Sucesores de un sueño
Enamorado del lugar que hoy preside, Lucas Bozzano –que es de Buenos Aires– interviene en la charla para contar cómo sigue la historia de la posada. Detalla que los Rahm la sub alquilaron primero a un viverista, Bruno Polastri, luego a una escritora Raquel Reggiani, y que la vendieron en 1982 a su actual dueño, Wolfgang Smekal, quien a su vez la sub alquiló a Machi Gonzalez Venzano, renombrada decoradora del Hotel Llao Llao, y a su hijo Gonzalo Fernández Iramain. Refiere que ellos la remodelaron y le cambiaron el nombre de Hostería Los Notros a Posada Los Juncos, como una metáfora de su resistencia. Y que, desde entonces, cada habitación representa un elemento de la naturaleza. Cuenta que más tarde el fondo de comercio fue vendido a una de las empleadas de la posada, Flavia Michelini –que se enamoró de un huésped y se fue a vivir a Hong Kong– y a Gabriel Sagrado, su hermano chef. Ellos fueron quienes la posicionaron como una de las posadas predilectas por los turistas americanos y europeos. Más tarde el fondo de comercio quedó en manos de una SRL. Y, finalmente, desde hace seis años la maneja Lucas –licenciado en hotelería–, junto a su esposa, Lucía Martínez.

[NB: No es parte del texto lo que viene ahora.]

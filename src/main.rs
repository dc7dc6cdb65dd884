//! Binary entrypoint for the slimevault CLI.
//!
//! Commands:
//! - `init` - write a starter `slimevault.toml` and create the data directory
//! - `run [--tick-ms <ms>] [--memory]` - read JSON-lines host events from stdin, reply on stdout
//! - `status` - stored profile count and save counters
//! - `show --player <id>` - print one stored profile as JSON
//!
//! See the library crate docs for module-level details: `slimevault::`.
use anyhow::{anyhow, Result};
use clap::{Parser, Subcommand};
use log::{info, warn};
use std::sync::Arc;
use tokio::io::{AsyncBufReadExt, AsyncWriteExt, BufReader};

use slimevault::config::Config;
use slimevault::host::{self, HostReply};
use slimevault::metrics;
use slimevault::profile::{PlayerId, ProfileRepository};
use slimevault::schedule::SystemClock;
use slimevault::service::VaultService;
use slimevault::store::{KeyValueStore, MemoryStore, SledStore};

#[derive(Parser)]
#[command(name = "slimevault")]
#[command(about = "Player profile persistence and inventory sync for a slime ranch game")]
#[command(version)]
struct Cli {
    #[command(subcommand)]
    command: Commands,

    /// Configuration file path (can be used before or after subcommand)
    #[arg(short, long, default_value = "slimevault.toml", global = true)]
    config: String,

    /// Verbose logging (-v, -vv for more; may appear before or after subcommand)
    #[arg(short, long, action = clap::ArgAction::Count, global = true)]
    verbose: u8,
}

#[derive(Subcommand)]
enum Commands {
    /// Write a default configuration file and create the data directory
    Init,
    /// Serve host events from stdin until EOF, ctrl-c or a shutdown event
    Run {
        /// How often due work runs when no events arrive
        #[arg(long, default_value_t = 250)]
        tick_ms: u64,
        /// Keep profiles in memory only (dry run)
        #[arg(long)]
        memory: bool,
    },
    /// Show stored profile count and save counters
    Status,
    /// Print a stored profile
    Show {
        #[arg(short, long)]
        player: u64,
    },
}

#[tokio::main]
async fn main() -> Result<()> {
    let cli = Cli::parse();

    let pre_config = match cli.command {
        Commands::Init => None,
        _ => Config::load(&cli.config).await.ok(),
    };
    init_logging(&pre_config, cli.verbose);

    match cli.command {
        Commands::Init => {
            if tokio::fs::try_exists(&cli.config).await.unwrap_or(false) {
                warn!("{} already exists; leaving it untouched", cli.config);
            } else {
                Config::create_default(&cli.config).await?;
                info!("Configuration file created at {}", cli.config);
            }
            let config = Config::load(&cli.config).await?;
            tokio::fs::create_dir_all(&config.storage.data_dir).await?;
            let store = SledStore::open(config.storage.db_path())?;
            info!("Profile store ready at {}", store.path().display());
        }
        Commands::Run { tick_ms, memory } => {
            let config = load_config(pre_config, &cli.config).await?;
            if memory {
                warn!("Running with an in-memory store; profiles will not outlive this process");
                let vault = VaultService::new(MemoryStore::new(), config, Arc::new(SystemClock));
                serve(vault, tick_ms).await?;
            } else {
                tokio::fs::create_dir_all(&config.storage.data_dir).await?;
                let store = SledStore::open(config.storage.db_path())?;
                info!("Serving host events (store {})", store.path().display());
                let vault = VaultService::new(store, config, Arc::new(SystemClock));
                serve(vault, tick_ms).await?;
            }
        }
        Commands::Status => {
            let config = load_config(pre_config, &cli.config).await?;
            let store = SledStore::open(config.storage.db_path())?;
            let repo = ProfileRepository::new(store, config.storage.key_prefix.clone());
            let players = repo.list_stored_players()?;
            let snap = metrics::snapshot();
            println!("slimevault status");
            println!("  store: {}", config.storage.db_path().display());
            println!("  stored profiles: {}", players.len());
            println!(
                "  autosave: every {}s, exit save: {} attempts",
                config.saves.autosave_interval_secs, config.saves.exit_save_attempts
            );
            println!(
                "  saves this process: {} attempted, {} ok, {} failed",
                snap.saves_attempted, snap.saves_succeeded, snap.saves_failed
            );
        }
        Commands::Show { player } => {
            let config = load_config(pre_config, &cli.config).await?;
            let store = SledStore::open(config.storage.db_path())?;
            let repo = ProfileRepository::new(store, config.storage.key_prefix.clone());
            let profile = repo
                .peek_stored(PlayerId(player))?
                .ok_or_else(|| anyhow!("no stored profile for player {}", player))?;
            println!("{}", serde_json::to_string_pretty(&profile)?);
        }
    }

    Ok(())
}

async fn load_config(pre_config: Option<Config>, path: &str) -> Result<Config> {
    match pre_config {
        Some(config) => Ok(config),
        None => Config::load(path).await,
    }
}

async fn serve<S: KeyValueStore>(mut vault: VaultService<S>, tick_ms: u64) -> Result<()> {
    let mut lines = BufReader::new(tokio::io::stdin()).lines();
    let mut stdout = tokio::io::stdout();
    let mut tick = tokio::time::interval(std::time::Duration::from_millis(tick_ms.max(10)));

    loop {
        tokio::select! {
            line = lines.next_line() => {
                match line? {
                    Some(line) => {
                        let (replies, stop) = host::handle_line(&mut vault, &line);
                        write_replies(&mut stdout, &replies).await?;
                        if stop {
                            info!("Shutdown requested by host");
                            return Ok(());
                        }
                    }
                    None => {
                        info!("Host closed stdin");
                        break;
                    }
                }
            }
            _ = tick.tick() => {
                let replies: Vec<HostReply> = vault
                    .run_due()
                    .into_iter()
                    .map(|o| HostReply::Work { outcome: o.to_string() })
                    .collect();
                write_replies(&mut stdout, &replies).await?;
            }
            _ = tokio::signal::ctrl_c() => {
                info!("Interrupted");
                break;
            }
        }
    }

    let report = vault.on_process_shutdown();
    if !report.failed.is_empty() {
        warn!("Profiles not saved at shutdown: {:?}", report.failed);
    }
    Ok(())
}

async fn write_replies(stdout: &mut tokio::io::Stdout, replies: &[HostReply]) -> Result<()> {
    for reply in replies {
        let mut line = serde_json::to_string(reply)?;
        line.push('\n');
        stdout.write_all(line.as_bytes()).await?;
    }
    if !replies.is_empty() {
        stdout.flush().await?;
    }
    Ok(())
}

fn init_logging(config: &Option<Config>, verbosity: u8) {
    use std::io::Write;
    let mut builder = env_logger::Builder::new();
    // CLI verbosity wins over the configured level
    let base_level = match verbosity {
        0 => config
            .as_ref()
            .and_then(|cfg| cfg.logging.level.parse().ok())
            .unwrap_or(log::LevelFilter::Info),
        1 => log::LevelFilter::Debug,
        _ => log::LevelFilter::Trace,
    };
    builder.filter_level(base_level);

    let file = config.as_ref().and_then(|cfg| cfg.logging.file.clone());
    let sink = file.and_then(|path| {
        std::fs::OpenOptions::new()
            .create(true)
            .append(true)
            .open(path)
            .ok()
    });
    match sink {
        Some(f) => {
            let write_mutex = std::sync::Arc::new(std::sync::Mutex::new(f));
            // stdout carries host replies, so the console echo goes to stderr
            let is_tty = atty::is(atty::Stream::Stderr);
            builder.format(move |fmt, record| {
                let ts = chrono::Utc::now().format("%Y-%m-%dT%H:%M:%SZ");
                let line = format!("{} [{}] {}", ts, record.level(), record.args());
                if let Ok(mut guard) = write_mutex.lock() {
                    let _ = writeln!(guard, "{}", line);
                }
                if is_tty {
                    writeln!(fmt, "{}", line)
                } else {
                    Ok(())
                }
            });
        }
        None => {
            builder.format(|fmt, record| {
                let ts = chrono::Utc::now().format("%Y-%m-%dT%H:%M:%SZ");
                writeln!(fmt, "{} [{}] {}", ts, record.level(), record.args())
            });
        }
    }
    builder.target(env_logger::Target::Stderr);
    let _ = builder.try_init();
}
impl<S: KeyValueStore> VaultService<S> {
    pub fn new(store: S, config: Config, clock: Arc<dyn Clock>) -> Self {
        let mut sync = InventorySync::new(config.sync_config());
        for serializer in default_serializers(config.inventory.protect_grace()) {
            sync.register(serializer);
        }
        let mut queue = WorkQueue::new();
        queue.schedule(
            clock.now() + config.saves.autosave_interval(),
            Work::PeriodicSweep,
        );
        let repo = ProfileRepository::new(store, config.storage.key_prefix.clone());
        Self {
            config,
            repo,
            sync,
            worlds: HashMap::new(),
            queue,
            clock,
            leaving: HashSet::new(),
        }
    }

    pub fn config(&self) -> &Config {
        &self.config
    }

    pub fn repository(&self) -> &ProfileRepository<S> {
        &self.repo
    }

    pub fn repository_mut(&mut self) -> &mut ProfileRepository<S> {
        &mut self.repo
    }

    pub fn sync(&self) -> &InventorySync {
        &self.sync
    }

    pub fn queue(&self) -> &WorkQueue {
        &self.queue
    }

    pub fn now(&self) -> DateTime<Utc> {
        self.clock.now()
    }

    pub fn world(&self, player: PlayerId) -> Option<&PlayerWorld> {
        self.worlds.get(&player)
    }

    /// Replace the adapter for one field.
    pub fn register_serializer(&mut self, serializer: Box<dyn FieldSerializer>) {
        self.sync.register(serializer);
    }

    /// In session and not on the way out.
    pub fn is_active(&self, player: PlayerId) -> bool {
        self.worlds.contains_key(&player) && !self.leaving.contains(&player)
    }

    pub fn active_players(&self) -> Vec<PlayerId> {
        let mut players: Vec<PlayerId> = self
            .worlds
            .keys()
            .copied()
            .filter(|p| !self.leaving.contains(p))
            .collect();
        players.sort();
        players
    }

    /// Preload the profile, open the guard's session window and restore the
    /// saved inventory into a fresh world.
    pub fn on_player_join(&mut self, player: PlayerId) {
        let now = self.clock.now();
        if self.leaving.remove(&player) {
            info!("Player {} rejoined before the exit save finished", player);
            self.sync.begin_session(player, now);
            return;
        }
        if self.worlds.contains_key(&player) {
            warn!("Join for player {} who is already in session", player);
            return;
        }

        let snapshot = self.repo.get_or_load(player).inventory.clone();
        self.sync.begin_session(player, now);
        let world = self.worlds.entry(player).or_default();
        let merged = self.sync.restore_player(player, world, &snapshot, now);

        let profile = self.repo.get_or_load(player);
        let restored: usize = merged.values().map(Vec::len).sum();
        profile.inventory = merged;
        profile.meta.insert(
            "session_started_at".to_string(),
            crate::profile::migration::meta_timestamp(now),
        );
        info!(
            "Player {} joined: v{}, {} coins, {} items restored",
            player, profile.data_version, profile.core.coins, restored
        );
    }

    /// Run the final serialize and start the exit save. Due work (the first
    /// write) runs immediately; verification and retries follow on the queue.
    pub fn on_player_leave(&mut self, player: PlayerId) -> Vec<WorkOutcome> {
        if !self.is_active(player) {
            debug!("Leave for player {} without an active session", player);
            return Vec::new();
        }
        let now = self.clock.now();
        self.serialize_player(player, "player leaving", true, now);
        self.triple_exit_save(player);
        self.run_due()
    }

    /// Execute all work due at the clock's current time.
    pub fn run_due(&mut self) -> Vec<WorkOutcome> {
        let now = self.clock.now();
        let mut outcomes = Vec::new();
        while let Some(work) = self.queue.pop_due(now) {
            if let Some(outcome) = self.execute(work, now) {
                outcomes.push(outcome);
            }
        }
        outcomes
    }

    fn execute(&mut self, work: Work, now: DateTime<Utc>) -> Option<WorkOutcome> {
        match work {
            Work::Save { player, reason } => Some(self.run_save(player, &reason, now)),
            Work::PeriodicSweep => Some(self.run_sweep(now)),
            Work::ExitSaveAttempt { player, attempt } => {
                Some(self.run_exit_attempt(player, attempt, now))
            }
            Work::ExitSaveVerify {
                player,
                attempt,
                written_version,
            } => Some(self.run_exit_verify(player, attempt, written_version, now)),
            Work::RetryRemoval {
                player,
                field,
                item,
                reason,
            } => self.run_removal_retry(player, field, item, &reason, now),
        }
    }

    /// Serialize the player's world into the cached profile.
    ///
    /// Suspicious guard verdicts are recorded under `meta["guard.<field>"]`.
    /// When a count changed the profile is marked dirty and, if
    /// `schedule_save`, a debounced save is queued.
    fn serialize_into_profile(
        &mut self,
        player: PlayerId,
        reason: &str,
        final_save: bool,
        now: DateTime<Utc>,
        schedule_save: bool,
    ) -> Option<SerializeReport> {
        let world = self.worlds.get(&player)?;
        let report = self.sync.serialize(player, world, reason, final_save, now);

        let profile = self.repo.get_or_load(player);
        for (field, items) in &report.snapshot {
            profile.inventory.insert(*field, items.clone());
        }
        for change in report.suspicious() {
            profile.meta.insert(
                format!("guard.{}", change.field),
                serde_json::json!({
                    "verdict": change.verdict,
                    "at": now.to_rfc3339(),
                    "reason": reason,
                }),
            );
        }
        if report.any_changed() {
            self.repo.mark_dirty(player);
            if schedule_save && !final_save {
                self.queue
                    .schedule_save(player, now + self.config.saves.dirty_save_delay(), reason);
            }
        }
        Some(report)
    }

    /// Serialize a player and queue a debounced save if anything changed.
    pub fn serialize_player(
        &mut self,
        player: PlayerId,
        reason: &str,
        final_save: bool,
        now: DateTime<Utc>,
    ) -> Option<SerializeReport> {
        self.serialize_into_profile(player, reason, final_save, now, true)
    }

    /// Request a save without blocking; it runs on the next `run_due`.
    pub fn save_now(&mut self, player: PlayerId, reason: &str) {
        let now = self.clock.now();
        self.queue.schedule_save(player, now, reason);
    }

    /// Mark the profile dirty and queue a debounced save.
    pub fn mark_changed(&mut self, player: PlayerId, reason: &str) {
        let now = self.clock.now();
        self.repo.mark_dirty(player);
        self.queue
            .schedule_save(player, now + self.config.saves.dirty_save_delay(), reason);
    }

    /// Serialize and write synchronously. Returns whether the store accepted it.
    pub fn force_full_save_now(&mut self, player: PlayerId, reason: &str) -> bool {
        let now = self.clock.now();
        self.serialize_into_profile(player, reason, false, now, false);
        self.repo.force_full_save_now(player, reason)
    }

    fn run_save(&mut self, player: PlayerId, reason: &str, now: DateTime<Utc>) -> WorkOutcome {
        if self.leaving.contains(&player) {
            return WorkOutcome::SaveSkipped {
                player,
                why: "exit save in progress".to_string(),
            };
        }
        if !self.repo.is_cached(player) {
            return WorkOutcome::SaveSkipped {
                player,
                why: "not cached".to_string(),
            };
        }
        self.serialize_into_profile(player, reason, false, now, false);
        self.write_if_dirty(player, reason)
    }

    fn write_if_dirty(&mut self, player: PlayerId, reason: &str) -> WorkOutcome {
        if !self.repo.is_dirty(player) {
            return WorkOutcome::SaveSkipped {
                player,
                why: "no changes".to_string(),
            };
        }
        match self.repo.write(player, reason) {
            Ok(receipt) => WorkOutcome::Saved {
                player,
                version: receipt.written_version,
            },
            Err(VaultError::Offline(why)) => WorkOutcome::SaveSkipped {
                player,
                why: format!("offline: {}", why),
            },
            Err(e) => {
                warn!(
                    "Save of {} ({}) failed, keeping changes for the next sweep: {}",
                    player,
                    escape_log(reason),
                    e
                );
                WorkOutcome::SaveFailed {
                    player,
                    error: e.to_string(),
                }
            }
        }
    }

    fn run_sweep(&mut self, now: DateTime<Utc>) -> WorkOutcome {
        let players = self.active_players();
        let mut saved = 0;
        for player in &players {
            self.serialize_into_profile(*player, "periodic", false, now, false);
            if let WorkOutcome::Saved { .. } = self.write_if_dirty(*player, "periodic") {
                saved += 1;
            }
        }
        self.queue.schedule(
            now + self.config.saves.autosave_interval(),
            Work::PeriodicSweep,
        );
        debug!("Periodic sweep: {} players, {} saved", players.len(), saved);
        WorkOutcome::Swept {
            serialized: players.len(),
            saved,
        }
    }

    fn run_removal_retry(
        &mut self,
        player: PlayerId,
        field: InventoryField,
        item: ItemId,
        reason: &str,
        now: DateTime<Utc>,
    ) -> Option<WorkOutcome> {
        let world = self.worlds.get_mut(&player)?;
        let opts = RemoveOptions {
            force: false,
            retry_after_grace: true,
        };
        let outcome = world.safe_remove_or_defer(field, &item, reason, opts, now);
        let removed = matches!(outcome, RemoveOutcome::Removed(_));
        self.after_removal(player, field, &item, reason, opts, &outcome);
        Some(WorkOutcome::RemovalRetried {
            player,
            item,
            removed,
        })
    }

    /// Remove a world object unless it is still inside its preservation window.
    pub fn safe_remove_or_defer(
        &mut self,
        player: PlayerId,
        field: InventoryField,
        item: &ItemId,
        reason: &str,
        opts: RemoveOptions,
    ) -> Result<RemoveOutcome, VaultError> {
        let now = self.clock.now();
        let world = self
            .worlds
            .get_mut(&player)
            .ok_or(VaultError::NoSession(player))?;
        let outcome = world.safe_remove_or_defer(field, item, reason, opts, now);
        self.after_removal(player, field, item, reason, opts, &outcome);
        Ok(outcome)
    }

    fn after_removal(
        &mut self,
        player: PlayerId,
        field: InventoryField,
        item: &ItemId,
        reason: &str,
        opts: RemoveOptions,
        outcome: &RemoveOutcome,
    ) {
        match outcome {
            RemoveOutcome::Removed(_) => self.mark_changed(player, reason),
            // Saved items with no world object can only be dropped here.
            RemoveOutcome::Missing if self.sync.forget_carried(player, field, item) => {
                self.mark_changed(player, reason)
            }
            RemoveOutcome::Deferred { until } if opts.retry_after_grace => {
                self.queue.schedule(
                    *until,
                    Work::RetryRemoval {
                        player,
                        field,
                        item: item.clone(),
                        reason: reason.to_string(),
                    },
                );
            }
            _ => {}
        }
    }

    /// Put a new object into a player's world.
    pub fn spawn_item(
        &mut self,
        player: PlayerId,
        field: InventoryField,
        item: Item,
    ) -> Result<bool, VaultError> {
        if item.payload.kind() != field.kind() {
            return Err(VaultError::KindMismatch { field, id: item.id });
        }
        let world = self
            .worlds
            .get_mut(&player)
            .ok_or(VaultError::NoSession(player))?;
        let item = Item {
            payload: item.payload.sanitized(),
            ..item
        };
        let spawned = world.spawn(field, item);
        if spawned {
            self.mark_changed(player, "item spawned");
        }
        Ok(spawned)
    }

    pub fn record_correlated_event(&mut self, player: PlayerId, field: InventoryField, count: usize) {
        let now = self.clock.now();
        self.sync.record_correlated_event(player, field, count, now);
    }

    /// Idempotent upsert of one item through the authoritative path: the live
    /// world, the sync layer's array and mirror, and the cached profile. A
    /// save is requested afterwards.
    pub fn ensure_entry_has_id(
        &mut self,
        player: PlayerId,
        field: InventoryField,
        item_id: ItemId,
        payload: ItemPayload,
    ) -> Result<UpsertOutcome, VaultError> {
        if payload.kind() != field.kind() {
            return Err(VaultError::KindMismatch { field, id: item_id });
        }
        let payload = payload.sanitized();
        let world = self
            .worlds
            .get_mut(&player)
            .ok_or(VaultError::NoSession(player))?;
        let item = Item::new(item_id.clone(), payload.clone());
        world.upsert(field, item.clone());
        let outcome = self.sync.ensure_entry_has_id(player, field, item_id, payload);
        self.repo.get_or_load(player).upsert_item(field, item);
        self.repo.mark_dirty(player);
        self.save_now(player, "ensure entry");
        Ok(outcome)
    }

    /// Final save for every remaining session, then drop all cached state.
    pub fn on_process_shutdown(&mut self) -> ShutdownReport {
        let now = self.clock.now();
        let mut report = ShutdownReport::default();

        for player in self.active_players() {
            self.serialize_into_profile(player, "shutdown", true, now, false);
            if self.repo.force_full_save_now(player, "shutdown") {
                report.saved.push(player);
            } else {
                report.failed.push(player);
            }
        }

        self.queue.drain_all();
        let mut leaving: Vec<PlayerId> = self.leaving.iter().copied().collect();
        leaving.sort();
        for player in leaving {
            if self.exit_save_once(player) {
                report.saved.push(player);
            } else {
                report.failed.push(player);
            }
        }

        let players: Vec<PlayerId> = self.worlds.keys().copied().collect();
        for player in players {
            self.repo.evict(player);
            self.sync.end_session(player);
        }
        self.worlds.clear();
        self.leaving.clear();
        info!(
            "Shutdown: {} profiles saved, {} failed",
            report.saved.len(),
            report.failed.len()
        );
        report
    }
}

Apasionada por la gramática castellana y estudiosa de la literatura, Albertina escribe cuentos patagónicos –así los define– y publicó en tres libros. Nervaduras, del Fondo Editorial Rionegrino, ganó el primer premio de narrativa de la provincia en el año 2000. Según cuenta su autora, es ficción inspirada en personajes de la zona y vivencias de su infancia. Viuda, madre de cuatro y abuela de ocho, reflexiona: “Yo la pasé muy bien de chica porque era la menor. Mis hermanos tenían 12 y 14 años más que yo y pudieron hacer solo la escuela primaria. En cambio yo tuve la chance de hacer el secundario y estudiar. Eso sí, los tres fuimos muy felices en aquel rincón de la tierra lleno de árboles, donde no había televisión y solo una radio para escuchar Tarzán –con el auspicio de la chocolatada Toddy– cuando volvía de la escuela”.
Con esa firmeza de toda docente y una ternura inalterable por la memoria de los que ya no están, Albertina recorre la posada de sus padres con los ojos vidriosos. “Venir me emociona terriblemente”, asegura mientras señala el cuarto donde cada tanto dormía con su hermana, cuando en el hotel no había pasajeros, y para jugar a tener una habitación propia. “Me gusta venir. Me sirve para confirmar que el sueño de mi papá se hizo realidad. Este lugar es el paraíso. Es una de las bahías más lindas del lago Nahuel Huapi, con muy poco viento”, reflexiona Albertina sobre los logros de aquel suizo que ‘vino a hacerse la América’ y, aunque no se hizo millonario, dejó una hostería tan sólida como el espíritu de sus pioneros.